Replace list of list with "condensed" list of list while maintaining order


I have a list of list as in the code I attached. I want to link each sub list if there are any common values. I then want to replace the list of list with a condensed list of list.
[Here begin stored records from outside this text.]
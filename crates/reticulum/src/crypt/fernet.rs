use aes::cipher::block_padding::Pkcs7;
use aes::cipher::BlockDecryptMut;
use aes::cipher::BlockSizeUser;
use aes::cipher::Key;
use aes::cipher::Unsigned;
use cbc::cipher::BlockEncryptMut;
use cbc::cipher::KeyIvInit;
use crypto_common::{IvSizeUser, KeySizeUser, OutputSizeUser};
use hmac::{Hmac, Mac};
use rand_core::CryptoRngCore;
use sha2::Sha256;

use crate::error::RnsError;

type AesCbcEnc = cbc::Encryptor<aes::Aes128>;
type AesCbcDec = cbc::Decryptor<aes::Aes128>;
type AesKey = Key<aes::Aes128>;

type HmacSha256 = Hmac<Sha256>;

const HMAC_OUT_SIZE: usize = <<HmacSha256 as OutputSizeUser>::OutputSize as Unsigned>::USIZE;
const SIGN_KEY_SIZE: usize = <<aes::Aes128 as KeySizeUser>::KeySize as Unsigned>::USIZE;
const ENC_KEY_SIZE: usize = SIGN_KEY_SIZE;
const IV_SIZE: usize = <<AesCbcEnc as IvSizeUser>::IvSize as Unsigned>::USIZE;
const AES_BLOCK_SIZE: usize = <<aes::Aes128 as BlockSizeUser>::BlockSize as Unsigned>::USIZE;

pub const FERNET_KEY_SIZE: usize = SIGN_KEY_SIZE + ENC_KEY_SIZE;
pub const FERNET_OVERHEAD_SIZE: usize = IV_SIZE + HMAC_OUT_SIZE;
pub const FERNET_MAX_PADDING_SIZE: usize = AES_BLOCK_SIZE;

pub struct PlainText<'a>(&'a [u8]);
pub struct Token<'a>(&'a [u8]);
pub struct VerifiedToken<'a>(&'a [u8]);

// Modified implementation of the Fernet spec at
// https://github.com/fernet/spec/blob/master/Spec.md
//
// The spec's one byte VERSION and eight byte TIMESTAMP fields are not
// relevant to Reticulum and are stripped: they incur overhead and leak
// initiator metadata. A token is iv || ciphertext || hmac, keyed by exactly
// 32 bytes split into the signing half and the AES-128 half.
pub struct Fernet<R: CryptoRngCore> {
    rng: R,
    sign_key: [u8; SIGN_KEY_SIZE],
    enc_key: AesKey,
}

impl<'a> PlainText<'a> {
    pub fn as_bytes(&self) -> &'a [u8] {
        self.0
    }
}

impl<'a> From<&'a str> for PlainText<'a> {
    fn from(item: &'a str) -> Self {
        Self(item.as_bytes())
    }
}

impl<'a> From<&'a [u8]> for PlainText<'a> {
    fn from(item: &'a [u8]) -> Self {
        Self(item)
    }
}

impl<'a> Token<'a> {
    pub fn as_bytes(&self) -> &'a [u8] {
        self.0
    }

    pub fn len(&self) -> usize {
        self.0.len()
    }

    pub fn is_empty(&self) -> bool {
        self.0.is_empty()
    }
}

impl<'a> From<&'a [u8]> for Token<'a> {
    fn from(item: &'a [u8]) -> Self {
        Self(item)
    }
}

impl<R: CryptoRngCore + Copy> Fernet<R> {
    pub fn new_from_key(key: &[u8; FERNET_KEY_SIZE], rng: R) -> Self {
        let mut sign_key = [0u8; SIGN_KEY_SIZE];
        sign_key.copy_from_slice(&key[..SIGN_KEY_SIZE]);

        let mut enc_key_bytes = [0u8; ENC_KEY_SIZE];
        enc_key_bytes.copy_from_slice(&key[SIGN_KEY_SIZE..]);

        Self { rng, sign_key, enc_key: enc_key_bytes.into() }
    }

    pub fn new_from_slices(sign_key: &[u8], enc_key: &[u8], rng: R) -> Self {
        let mut key = [0u8; FERNET_KEY_SIZE];
        let sign_len = sign_key.len().min(SIGN_KEY_SIZE);
        key[..sign_len].copy_from_slice(&sign_key[..sign_len]);
        let enc_len = enc_key.len().min(ENC_KEY_SIZE);
        key[SIGN_KEY_SIZE..SIGN_KEY_SIZE + enc_len].copy_from_slice(&enc_key[..enc_len]);
        Self::new_from_key(&key, rng)
    }

    pub fn new_rand(mut rng: R) -> Self {
        let mut key = [0u8; FERNET_KEY_SIZE];
        rng.fill_bytes(&mut key);
        Self::new_from_key(&key, rng)
    }

    pub fn encrypt<'a>(
        &self,
        text: PlainText,
        out_buf: &'a mut [u8],
    ) -> Result<Token<'a>, RnsError> {
        let padded_len = (text.0.len() / AES_BLOCK_SIZE + 1) * AES_BLOCK_SIZE;
        let required = FERNET_OVERHEAD_SIZE + padded_len;
        if out_buf.len() < required {
            return Err(RnsError::InvalidArgument);
        }

        let iv = AesCbcEnc::generate_iv(self.rng);
        out_buf[..IV_SIZE].copy_from_slice(iv.as_slice());
        let mut out_len = IV_SIZE;

        let cipher_len = AesCbcEnc::new(&self.enc_key, &iv)
            .encrypt_padded_b2b_mut::<Pkcs7>(text.0, &mut out_buf[out_len..])
            .map_err(|_| RnsError::InvalidArgument)?
            .len();
        out_len += cipher_len;

        let mut hmac = <HmacSha256 as Mac>::new_from_slice(&self.sign_key)
            .map_err(|_| RnsError::InvalidArgument)?;
        hmac.update(&out_buf[..out_len]);
        let tag = hmac.finalize().into_bytes();

        out_buf[out_len..out_len + tag.len()].copy_from_slice(tag.as_slice());
        out_len += tag.len();

        Ok(Token(&out_buf[..out_len]))
    }

    /// Constant-time MAC check. Must pass before any plaintext is produced.
    pub fn verify<'a>(&self, token: Token<'a>) -> Result<VerifiedToken<'a>, RnsError> {
        let token_data = token.0;

        if token_data.len() <= FERNET_OVERHEAD_SIZE {
            return Err(RnsError::InvalidToken);
        }

        let tag_start = token_data.len() - HMAC_OUT_SIZE;

        let mut hmac = <HmacSha256 as Mac>::new_from_slice(&self.sign_key)
            .map_err(|_| RnsError::InvalidToken)?;
        hmac.update(&token_data[..tag_start]);

        hmac.verify_slice(&token_data[tag_start..]).map_err(|_| RnsError::InvalidToken)?;

        Ok(VerifiedToken(token_data))
    }

    pub fn decrypt<'a, 'b>(
        &self,
        token: VerifiedToken<'a>,
        out_buf: &'b mut [u8],
    ) -> Result<PlainText<'b>, RnsError> {
        let token_data = token.0;
        let tag_start = token_data.len() - HMAC_OUT_SIZE;

        let iv: [u8; IV_SIZE] =
            token_data[..IV_SIZE].try_into().map_err(|_| RnsError::InvalidToken)?;
        let ciphertext = &token_data[IV_SIZE..tag_start];

        let plain = AesCbcDec::new(&self.enc_key, &iv.into())
            .decrypt_padded_b2b_mut::<Pkcs7>(ciphertext, out_buf)
            .map_err(|_| RnsError::InvalidToken)?;

        Ok(PlainText(plain))
    }
}

#[cfg(test)]
mod tests {
    use core::str;
    use rand_core::OsRng;

    use super::{Fernet, Token, AES_BLOCK_SIZE, FERNET_OVERHEAD_SIZE};

    #[test]
    fn encrypt_then_decrypt() {
        const BUF_SIZE: usize = 4096;

        let fernet = Fernet::new_rand(OsRng);
        let out_msg: &str = "#FERNET_TEST_MESSAGE#";

        let mut out_buf = [0u8; BUF_SIZE];
        let token = fernet.encrypt(out_msg.into(), &mut out_buf).expect("cipher token");
        let token = fernet.verify(token).expect("verified token");

        let mut in_buf = [0u8; BUF_SIZE];
        let in_msg = str::from_utf8(
            fernet.decrypt(token, &mut in_buf).expect("decoded token").as_bytes(),
        )
        .expect("valid string");

        assert_eq!(in_msg, out_msg);
    }

    #[test]
    fn empty_plaintext_roundtrip() {
        let fernet = Fernet::new_rand(OsRng);

        let mut out_buf = [0u8; 128];
        let token = fernet.encrypt((&[] as &[u8]).into(), &mut out_buf).expect("cipher token");
        let token = fernet.verify(token).expect("verified token");

        let mut in_buf = [0u8; 128];
        let plain = fernet.decrypt(token, &mut in_buf).expect("decoded token");
        assert!(plain.as_bytes().is_empty());
    }

    #[test]
    fn tampered_token_fails_verification() {
        let fernet = Fernet::new_rand(OsRng);

        let mut out_buf = [0u8; 256];
        let token_len = {
            let token = fernet.encrypt("payload".into(), &mut out_buf).expect("cipher token");
            token.len()
        };

        out_buf[FERNET_OVERHEAD_SIZE / 2] ^= 0x01;
        assert!(fernet.verify(Token::from(&out_buf[..token_len])).is_err());
    }

    #[test]
    fn wrong_key_fails_verification() {
        let fernet = Fernet::new_rand(OsRng);
        let other = Fernet::new_rand(OsRng);

        let mut out_buf = [0u8; 256];
        let token_len =
            fernet.encrypt("payload".into(), &mut out_buf).expect("cipher token").len();

        assert!(other.verify(Token::from(&out_buf[..token_len])).is_err());
    }

    #[test]
    fn rejects_undersized_output_buffer() {
        let fernet = Fernet::new_rand(OsRng);
        let mut out_buf = [0u8; FERNET_OVERHEAD_SIZE + AES_BLOCK_SIZE - 1];
        assert!(fernet.encrypt("hello".into(), &mut out_buf).is_err());
    }
}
Examples: if I have a list [[1,2,3],[3,4]] I want [1,2,3,4]. If I have [[4,3],[1,2,3]] I want [4,3,1,2]. If I have [[1,2,3],[a,b],[3,4],[b,c]] I want [[1,2,3,4],[a,b,c]] or [[a,b,c],[1,2,3,4]] I don't care which one.

I am almost there...

My problem is when I have a case like [[1,2,3],[10,5],[3,8,5]] I want [1,2,3,10,5,8] but with my current code I get [1,2,3,8,10,5]

Here is my code:

import itertools

a = [1,2,3]
b = [3,4]
i = [21,22]
c = [88,7,8]
e = [5,4]
d = [3, 50]
f = [8,9]
g=  [9,10]
h = [20,21]

lst = [a,b,c,i,e,d,f,g,h,a,c,i]*1000  
#I have a lot of list but not very many different lists

def any_overlap(a, b):
  sb = set(b)
  return any(itertools.imap(sb.__contains__, a))

def find_uniq(lst):
    ''' return the uniq parts of lst'''
    seen = set()
    seen_add = seen.add
    return [ x for x in lst if x not in seen and not seen_add(x)]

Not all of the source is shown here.